Task brief → For each entry that follows, produce an exact copy.
--
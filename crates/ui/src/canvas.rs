//! egui painter surface.

use edgeviz_core::Result;
use edgeviz_graph::layout::Point;
use edgeviz_graph::render::palette::{self, RgbColor};
use edgeviz_graph::render::viewport::ScreenMap;
use edgeviz_graph::render::{Canvas, Fill, Stroke};
use eframe::egui::{self, Align2, Color32, FontId, Painter, Pos2, Rect};

/// Space above the plot reserved for the title, in points.
const TITLE_BAND: f32 = 28.0;
const TITLE_FONT_SIZE: f32 = 16.0;
const INSET: f32 = 24.0;

/// Paints frames into a rectangle of an egui [`Painter`].
pub struct PainterCanvas<'a> {
    painter: &'a Painter,
    rect: Rect,
    map: ScreenMap,
}

impl<'a> PainterCanvas<'a> {
    /// # Errors
    ///
    /// Returns [`edgeviz_core::Error::RenderFailed`] when `rect` is too small
    /// to hold a plot.
    pub fn new(painter: &'a Painter, rect: Rect) -> Result<Self> {
        let map = ScreenMap::new(
            f64::from(rect.left() + INSET),
            f64::from(rect.top() + TITLE_BAND + INSET),
            f64::from(rect.width() - INSET * 2.0),
            f64::from(rect.height() - TITLE_BAND - INSET * 2.0),
        )?;
        Ok(Self { painter, rect, map })
    }

    #[allow(clippy::cast_possible_truncation)]
    fn pos(&self, point: Point) -> Pos2 {
        let (x, y) = self.map.project(point);
        Pos2::new(x as f32, y as f32)
    }
}

#[allow(clippy::cast_possible_truncation, clippy::cast_sign_loss)]
fn color(color: RgbColor, alpha: f32) -> Color32 {
    let a = (alpha.clamp(0.0, 1.0) * 255.0).round() as u8;
    Color32::from_rgba_unmultiplied(color.r, color.g, color.b, a)
}

impl Canvas for PainterCanvas<'_> {
    fn clear(&mut self) -> Result<()> {
        self.painter
            .rect_filled(self.rect, 0.0, color(palette::BACKGROUND, 1.0));
        Ok(())
    }

    fn edge(&mut self, from: Point, to: Point, stroke: Stroke) -> Result<()> {
        self.painter.line_segment(
            [self.pos(from), self.pos(to)],
            egui::Stroke::new(stroke.width, color(stroke.color, stroke.alpha)),
        );
        Ok(())
    }

    fn node(&mut self, at: Point, fill: Fill) -> Result<()> {
        self.painter
            .circle_filled(self.pos(at), fill.radius, color(fill.color, fill.alpha));
        Ok(())
    }

    fn label(&mut self, at: Point, text: &str, size: f32) -> Result<()> {
        self.painter.text(
            self.pos(at),
            Align2::CENTER_CENTER,
            text,
            FontId::proportional(size),
            color(palette::TEXT, 1.0),
        );
        Ok(())
    }

    fn title(&mut self, text: &str) -> Result<()> {
        let at = Pos2::new(self.rect.center().x, self.rect.top() + TITLE_BAND / 2.0);
        self.painter.text(
            at,
            Align2::CENTER_CENTER,
            text,
            FontId::proportional(TITLE_FONT_SIZE),
            color(palette::TEXT, 1.0),
        );
        Ok(())
    }

    fn present(&mut self) -> Result<()> {
        Ok(())
    }
}

#[cfg(test)]
mod tests {
    use super::*;

    #[test]
    fn test_alpha_mapping() {
        assert_eq!(color(palette::EDGE, 1.0).a(), 255);
        assert_eq!(color(palette::EDGE, 0.0).a(), 0);
        assert_eq!(color(palette::EDGE, 2.0).a(), 255);
    }
}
--
Task response →
filename crates/ui/src/canvas.rs
//! egui painter surface.

use edgeviz_core::Result;
use edgeviz_graph::layout::Point;
use edgeviz_graph::render::palette::{self, RgbColor};
use edgeviz_graph::render::viewport::ScreenMap;
use edgeviz_graph::render::{Canvas, Fill, Stroke};
use eframe::egui::{self, Align2, Color32, FontId, Painter, Pos2, Rect};

/// Space above the plot reserved for the title, in points.
const TITLE_BAND: f32 = 28.0;
const TITLE_FONT_SIZE: f32 = 16.0;
const INSET: f32 = 24.0;

/// Paints frames into a rectangle of an egui [`Painter`].
pub struct PainterCanvas<'a> {
    painter: &'a Painter,
    rect: Rect,
    map: ScreenMap,
}

impl<'a> PainterCanvas<'a> {
    /// # Errors
    ///
    /// Returns [`edgeviz_core::Error::RenderFailed`] when `rect` is too small
    /// to hold a plot.
    pub fn new(painter: &'a Painter, rect: Rect) -> Result<Self> {
        let map = ScreenMap::new(
            f64::from(rect.left() + INSET),
            f64::from(rect.top() + TITLE_BAND + INSET),
            f64::from(rect.width() - INSET * 2.0),
            f64::from(rect.height() - TITLE_BAND - INSET * 2.0),
        )?;
        Ok(Self { painter, rect, map })
    }

    #[allow(clippy::cast_possible_truncation)]
    fn pos(&self, point: Point) -> Pos2 {
        let (x, y) = self.map.project(point);
        Pos2::new(x as f32, y as f32)
    }
}

#[allow(clippy::cast_possible_truncation, clippy::cast_sign_loss)]
fn color(color: RgbColor, alpha: f32) -> Color32 {
    let a = (alpha.clamp(0.0, 1.0) * 255.0).round() as u8;
    Color32::from_rgba_unmultiplied(color.r, color.g, color.b, a)
}

impl Canvas for PainterCanvas<'_> {
    fn clear(&mut self) -> Result<()> {
        self.painter
            .rect_filled(self.rect, 0.0, color(palette::BACKGROUND, 1.0));
        Ok(())
    }

    fn edge(&mut self, from: Point, to: Point, stroke: Stroke) -> Result<()> {
        self.painter.line_segment(
            [self.pos(from), self.pos(to)],
            egui::Stroke::new(stroke.width, color(stroke.color, stroke.alpha)),
        );
        Ok(())
    }

    fn node(&mut self, at: Point, fill: Fill) -> Result<()> {
        self.painter
            .circle_filled(self.pos(at), fill.radius, color(fill.color, fill.alpha));
        Ok(())
    }

    fn label(&mut self, at: Point, text: &str, size: f32) -> Result<()> {
        self.painter.text(
            self.pos(at),
            Align2::CENTER_CENTER,
            text,
            FontId::proportional(size),
            color(palette::TEXT, 1.0),
        );
        Ok(())
    }

    fn title(&mut self, text: &str) -> Result<()> {
        let at = Pos2::new(self.rect.center().x, self.rect.top() + TITLE_BAND / 2.0);
        self.painter.text(
            at,
            Align2::CENTER_CENTER,
            text,
            FontId::proportional(TITLE_FONT_SIZE),
            color(palette::TEXT, 1.0),
        );
        Ok(())
    }

    fn present(&mut self) -> Result<()> {
        Ok(())
    }
}

#[cfg(test)]
mod tests {
    use super::*;

    #[test]
    fn test_alpha_mapping() {
        assert_eq!(color(palette::EDGE, 1.0).a(), 255);
        assert_eq!(color(palette::EDGE, 0.0).a(), 0);
        assert_eq!(color(palette::EDGE, 2.0).a(), 255);
    }
}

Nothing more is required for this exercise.